Lt. Col. Thileepan – Ein Symbol der Entschlossenheit und des Friedens

Wenn wir die Namen von Gandhi oder Martin Luther King hören, assoziieren wir zumeist Begriffe wie Freiheit, Gleichberechtigung oder denken an einen friedlichen Widerstand. Historisch bedeutsame Personen wie diese erinnern uns auch heute daran, die Ungerechtigkeit und das Leid in der Welt zu stoppen. Einer, der dieses wagte, ist Thileepan Anna. Thileepan Anna ist ein Besonderer dieser Kategorie. Wenn Eelamtamilen den Namen Thileepan hören, spüren sie die Entschlossenheit und den Stolz, den Thileepan mit sich trug. Eine Person, die in einer selbstsüchtigen Welt mit seinem selbstlosen Handeln Begeisterung und Anerkennung nicht nur beim eigenen Volk erntete. Seine selbstlose Hingabe und sein Engagement, um für die Tamilen eine Lösung zu erreichen, inspirieren und prägen das gesamte tamilische Volk. Der Medizinstudent Rasiah Parthipan, auch bekannt als Lt. Col. Thileepan, war während der Intervention der indischen Peace Keeping Force (IPKF) der Anführer des politischen Flügels der Tamilen.

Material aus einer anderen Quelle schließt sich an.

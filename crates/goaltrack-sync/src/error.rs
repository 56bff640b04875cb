//! Error types for the sync client
//!
//! A `SyncError` means the action never started: input was rejected or the
//! referenced record is unknown. Remote failures of a started mutation are
//! not errors at this level; they are reported as
//! [`MutationOutcome::RolledBack`](crate::MutationOutcome::RolledBack).

use goaltrack_model::{Collection, ValidationError};
use goaltrack_store::StoreError;

/// Result of a sync client call
pub type SyncResult<T> = Result<T, SyncError>;

/// Sync client error
#[derive(Debug, Clone, PartialEq, thiserror::Error)]
pub enum SyncError {
    /// Input rejected before any network call
    #[error("invalid input: {0}")]
    Validation(#[from] ValidationError),

    /// No user is signed in
    #[error("no user is signed in")]
    NotSignedIn,

    /// Referenced record is not in the local cache
    #[error("{collection} record not loaded: {id}")]
    NotCached {
        /// Collection that was searched
        collection: Collection,
        /// Id that was not found
        id: String,
    },

    /// Referenced record is still awaiting server confirmation
    #[error("{collection} record is still being saved: {id}")]
    PendingReference {
        /// Collection of the referenced record
        collection: Collection,
        /// Temporary id of the referenced record
        id: String,
    },

    /// Remote read failed
    #[error("store error: {0}")]
    Store(#[from] StoreError),
}

impl SyncError {
    /// Create not-cached error
    #[inline]
    pub fn not_cached(collection: Collection, id: impl ToString) -> Self {
        Self::NotCached {
            collection,
            id: id.to_string(),
        }
    }

    /// Create pending-reference error
    #[inline]
    pub fn pending(collection: Collection, id: impl ToString) -> Self {
        Self::PendingReference {
            collection,
            id: id.to_string(),
        }
    }

    /// Check if the error is an inline validation failure
    #[inline]
    #[must_use]
    pub fn is_validation(&self) -> bool {
        matches!(self, Self::Validation(_))
    }
}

Der Indo-Lanka Pakt zwischen dem indischen Premierminister Rajiv Gandhi und dem sri-lankischen Präsident J.R. Jeyawardene wurde 1987 unterschrieben, der ein Ende des nationalen Bürgerkrieges und die Sicherheit, das allgemeine Wohl und den Wohlstand der Tamilen zusichern sollte. Die Eelamtamilen hofften, dass sich ihre Lage unter der IPKF in Sri Lanka verbessern würde. Im Gegenteil, trotz der Waffenniederlegung bzw. Abgabe an die IPKF seitens der Tamilen hat es keine Fortschritte für den Frieden auf Sri Lanka gegeben. Im Zuge dessen ist die indische Armee in tamilische Gebiete einmarschiert, nicht um des tamilischen Wohles wegen, sondern um die Freiheitsbestrebungen der Tamilen zu unterdrücken und zu beenden.

Auf Ghandis Spuren des friedlichen Widerstandes begann Thileepan am 15. September 1987 um 9:30 Uhr am historischen Hindu Tempel in Nallur seinen Hungerstreik bis in den Tod. Sein Hauptziel war es Aufmerksamkeit zu erzeugen und das Leiden seines Volkes ein Ende zu setzen. Dazu formulierte er folgende Forderungen:

1. Unterbindung weiterer Polizei- und Militärstationen sowie Entmilitarisierung im Norden und Osten der Insel seitens der sri-lankischen Regierung

2. Rückzug der sri-lankischen Armee und Polizei aus den Schulen in tamilischen Dörfern und die Entwaffnung der sogenannten regierungstreuen „Home Guards“ durch die IPKF.

3. Freilassung aller Tamilen, die ohne konkrete Anschuldigung und Anklageerhebung unter dem „Prevention of Terrorism Act“ festgehalten werden.

4. Sofortige Unterbindung der Kolonialisierung von Singhalesen in tamilische Gebiete unter dem Deckmantel der Rehabilitation bis eine Übergangsregierung im Norden und Osten der Insel geformt ist.

Trotz der vielen Appelle, die Lage der Tamilen zu verbessern, gab es keine Intervention durch die IPKF. Thileepan führte stattdessen sein Fasten bis zu seinem Tod am 26. September 1987 fort und wurde zum Symbol des tamilischen Widerstands. Seine letzten Worte waren: “Ich bin zuversichtlich, dass unser Volk eines Tages die Freiheit erlangt. Es gibt mir eine große Zufriedenheit und Genugtuung, dass ich meiner nationalen Verantwortung meiner Nation gegenüber gerecht werde.“

Heute noch leiden die Eelamtamilen unter einer gewaltsamen singhalesischen Militärbesetzung ihres traditionellen Heimatgebietes. Das omnipräsente Militär und die Singhalisierung traditionell tamilischer Gebiete beeinträchtigen große Teile des alltäglichen Lebens, beispielsweise durch die Übernahme der lokalen Landwirtschaft sowie die Fischerei, durch Lehraufträge in Schulen und dem Betrieb von Hotel- und Gastgewerbe. Das Anti-Terror-Gesetz erlaubt den sri-lankischen Sicherheitskräften weiterhin unter Verdacht stehende Regimekritiker zu verhaften und sie ohne Kontakt zur Außenwelt einzusperren – und das über lange Zeit, ohne offiziell Anklage zu erheben oder ein Gerichtsverfahren einzuleiten.